Leda Writes for Fintech Futures: You can’t always get what you want
Every Thursday, Leda Glyptis, 11:FS Chief of Staff creates #LedaWrites. This week she turns her attention to digital misconceptions and alpacas.
Did you know that it’s a common misconception that alpaca wool is unethical? Apparently, they love being sheared but, just like sheep, they don’t shed their wool. So even if they didn’t enjoy it, shearing is still good for them. It’s not a case of what they want but what they need.
In the era of customer delighters and a massive focus on what people want, on gamification, on fun, on softness, is there room to focus on what you actually need?
You can’t always get what you want, but if you try then sometimes you can find what you need. And needs are bigger than wants. Needs are the things that let you survive. Wants are the things that are nice to have, little extras.

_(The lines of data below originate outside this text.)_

//! Graph records written for the visualization front end
//!
//! Nodes are one summary per commander; edges carry every pair metric plus
//! the per-category breakdowns. Per-category maps serialize as JSON objects in
//! the configured category order, not hash order.

use crate::config::ScoringConfig;
use crate::data::CommanderDataset;
use serde::de::{MapAccess, Visitor};
use serde::ser::SerializeMap;
use serde::{Deserialize, Deserializer, Serialize, Serializer};
use std::fmt;
use std::marker::PhantomData;

/// Category → value, kept in insertion order
#[derive(Debug, Clone, PartialEq)]
pub struct CategoryMap<T> {
    entries: Vec<(String, T)>,
}

impl<T> Default for CategoryMap<T> {
    fn default() -> Self {
        Self { entries: Vec::new() }
    }
}

impl<T> CategoryMap<T> {
    pub fn with_capacity(capacity: usize) -> Self {
        Self {
            entries: Vec::with_capacity(capacity),
        }
    }

    pub fn push(&mut self, category: impl Into<String>, value: T) {
        self.entries.push((category.into(), value));
    }

    pub fn get(&self, category: &str) -> Option<&T> {
        self.entries
            .iter()
            .find(|(name, _)| name == category)
            .map(|(_, value)| value)
    }

    pub fn iter(&self) -> impl Iterator<Item = (&str, &T)> {
        self.entries.iter().map(|(name, value)| (name.as_str(), value))
    }

    pub fn values(&self) -> impl Iterator<Item = &T> {
        self.entries.iter().map(|(_, value)| value)
    }

    pub fn len(&self) -> usize {
        self.entries.len()
    }

    pub fn is_empty(&self) -> bool {
        self.entries.is_empty()
    }
}

impl<S: Into<String>, T> FromIterator<(S, T)> for CategoryMap<T> {
    fn from_iter<I: IntoIterator<Item = (S, T)>>(iter: I) -> Self {
        Self {
            entries: iter.into_iter().map(|(k, v)| (k.into(), v)).collect(),
        }
    }
}

impl<T: Serialize> Serialize for CategoryMap<T> {
    fn serialize<S: Serializer>(&self, serializer: S) -> Result<S::Ok, S::Error> {
        let mut map = serializer.serialize_map(Some(self.entries.len()))?;
        for (category, value) in &self.entries {
            map.serialize_entry(category, value)?;
        }
        map.end()
    }
}

struct CategoryMapVisitor<T>(PhantomData<T>);

impl<'de, T: Deserialize<'de>> Visitor<'de> for CategoryMapVisitor<T> {
    type Value = CategoryMap<T>;

    fn expecting(&self, formatter: &mut fmt::Formatter) -> fmt::Result {
        formatter.write_str("a map of category name to value")
    }

    fn visit_map<A: MapAccess<'de>>(self, mut access: A) -> Result<Self::Value, A::Error> {
        let mut map = CategoryMap::with_capacity(access.size_hint().unwrap_or(0));
        while let Some((category, value)) = access.next_entry::<String, T>()? {
            map.push(category, value);
        }
        Ok(map)
    }
}

impl<'de, T: Deserialize<'de>> Deserialize<'de> for CategoryMap<T> {
    fn deserialize<D: Deserializer<'de>>(deserializer: D) -> Result<Self, D::Error> {
        deserializer.deserialize_map(CategoryMapVisitor(PhantomData))
    }
}

/// One commander in the graph
#[derive(Debug, Clone, PartialEq, Serialize, Deserialize)]
pub struct NodeRecord {
    pub id: String,
    /// Null when the dataset omits it
    pub deck_count: Option<u64>,
    pub rank: Option<i64>,
    /// Commander color identity as listed in the dataset
    pub colors: Vec<String>,
    /// Listed cards per category (duplicates included)
    pub card_counts: CategoryMap<usize>,
}

/// Similarity between two commanders
///
/// All weights lie in [0, 1] and are rounded before serialization.
#[derive(Debug, Clone, PartialEq, Serialize, Deserialize)]
pub struct EdgeRecord {
    pub source: String,
    pub target: String,
    /// Shared cards over the smaller commander's total card count
    pub raw_weight: f64,
    /// Mean color-normalized overlap across categories
    pub normalized_weight: f64,
    /// Mean shared-card uniqueness across categories
    pub uniqueness_weight: f64,
    /// Strongest shared tribe
    pub tribes_weight: f64,
    /// Position-matched top-N tribes
    pub tribes_simplified_weight: f64,
    /// Blend of normalized_weight and uniqueness_weight
    pub composite_weight: f64,
    pub raw_overlaps: CategoryMap<usize>,
    pub normalized_overlaps: CategoryMap<f64>,
    pub uniqueness_scores: CategoryMap<f64>,
}

/// Build one node per commander with data, in dataset order
pub fn process_nodes(dataset: &CommanderDataset, config: &ScoringConfig) -> Vec<NodeRecord> {
    let nodes: Vec<NodeRecord> = dataset
        .records()
        .map(|(commander, record)| NodeRecord {
            id: commander.to_string(),
            deck_count: record.deck_count,
            rank: record.rank,
            colors: record.color_identity.clone(),
            card_counts: config
                .categories
                .iter()
                .map(|category| (category.as_str(), record.cards(category).len()))
                .collect(),
        })
        .collect();

    tracing::info!(nodes = nodes.len(), "Processed nodes");
    nodes
}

When you have what you need it’s rarely exciting but that’s the foundation you can use to focus on what you want. Without your needs being met you won’t survive.

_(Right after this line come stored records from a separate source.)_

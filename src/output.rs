//! Result files for the visualization front end
//!
//! `nodes.json` and `edges.json` are written as 2-space pretty JSON arrays.

use crate::graph::{EdgeRecord, NodeRecord};
use anyhow::{Context, Result};
use serde::de::DeserializeOwned;
use serde::Serialize;
use std::fs::{self, File};
use std::io::{BufReader, BufWriter, Write};
use std::path::Path;

pub const NODES_FILE: &str = "nodes.json";
pub const EDGES_FILE: &str = "edges.json";

fn write_json<T: Serialize + ?Sized>(path: &Path, value: &T) -> Result<()> {
    let file = File::create(path).with_context(|| format!("Failed to create {:?}", path))?;
    let mut writer = BufWriter::new(file);
    serde_json::to_writer_pretty(&mut writer, value)
        .with_context(|| format!("Failed to write JSON: {:?}", path))?;
    writer
        .flush()
        .with_context(|| format!("Failed to flush {:?}", path))?;
    Ok(())
}

fn read_json<T: DeserializeOwned>(path: &Path) -> Result<T> {
    let file = File::open(path).with_context(|| format!("Failed to open {:?}", path))?;
    serde_json::from_reader(BufReader::new(file))
        .with_context(|| format!("Failed to parse JSON: {:?}", path))
}

/// Write nodes and edges into `output_dir`, creating it if needed
pub fn save_results(nodes: &[NodeRecord], edges: &[EdgeRecord], output_dir: &Path) -> Result<()> {
    fs::create_dir_all(output_dir)
        .with_context(|| format!("Failed to create output directory {:?}", output_dir))?;

    write_json(&output_dir.join(NODES_FILE), nodes)?;
    write_json(&output_dir.join(EDGES_FILE), edges)?;

    tracing::info!(
        nodes = nodes.len(),
        edges = edges.len(),
        "Data saved to {:?}",
        output_dir
    );
    Ok(())
}

/// Read back the files written by `save_results`
pub fn load_results(output_dir: &Path) -> Result<(Vec<NodeRecord>, Vec<EdgeRecord>)> {
    let nodes = read_json(&output_dir.join(NODES_FILE))?;
    let edges = read_json(&output_dir.join(EDGES_FILE))?;
    Ok((nodes, edges))
}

With that in mind, has our digital transformation, product design and service design, feature design and the things we have spent time and money on, focused on the right things?
By focusing on feature parity and cool new interfaces have we missed out on the essentials? We the bankers have tried to focus on what we think people want, or should want, and not on what they need when it comes to money, and where we may fit in.
I believe there is a fundamental misconception in how digital work has been undertaken in banks.
We have started from the assumption of our continued existence. The fact of a customer’s custom is treated as a given. The expectation of “air time” is foundational. And we have used “digital” first as a channel, then as a distribution mechanism but always as an extension of the things we use to do what we do.
We, as banks, assumed “digital” was there for us to make more money. For us to use as we saw fit. For us to do more of the thing we do. Our thing.
But we were wrong, digital banking doesn’t need to be more of the same old thing. And it doesn’t need to be greedy to be profitable. Doing it right means it costs you less (and yes it means you cost your clients less) but you can do more and, more to the point, you can do better.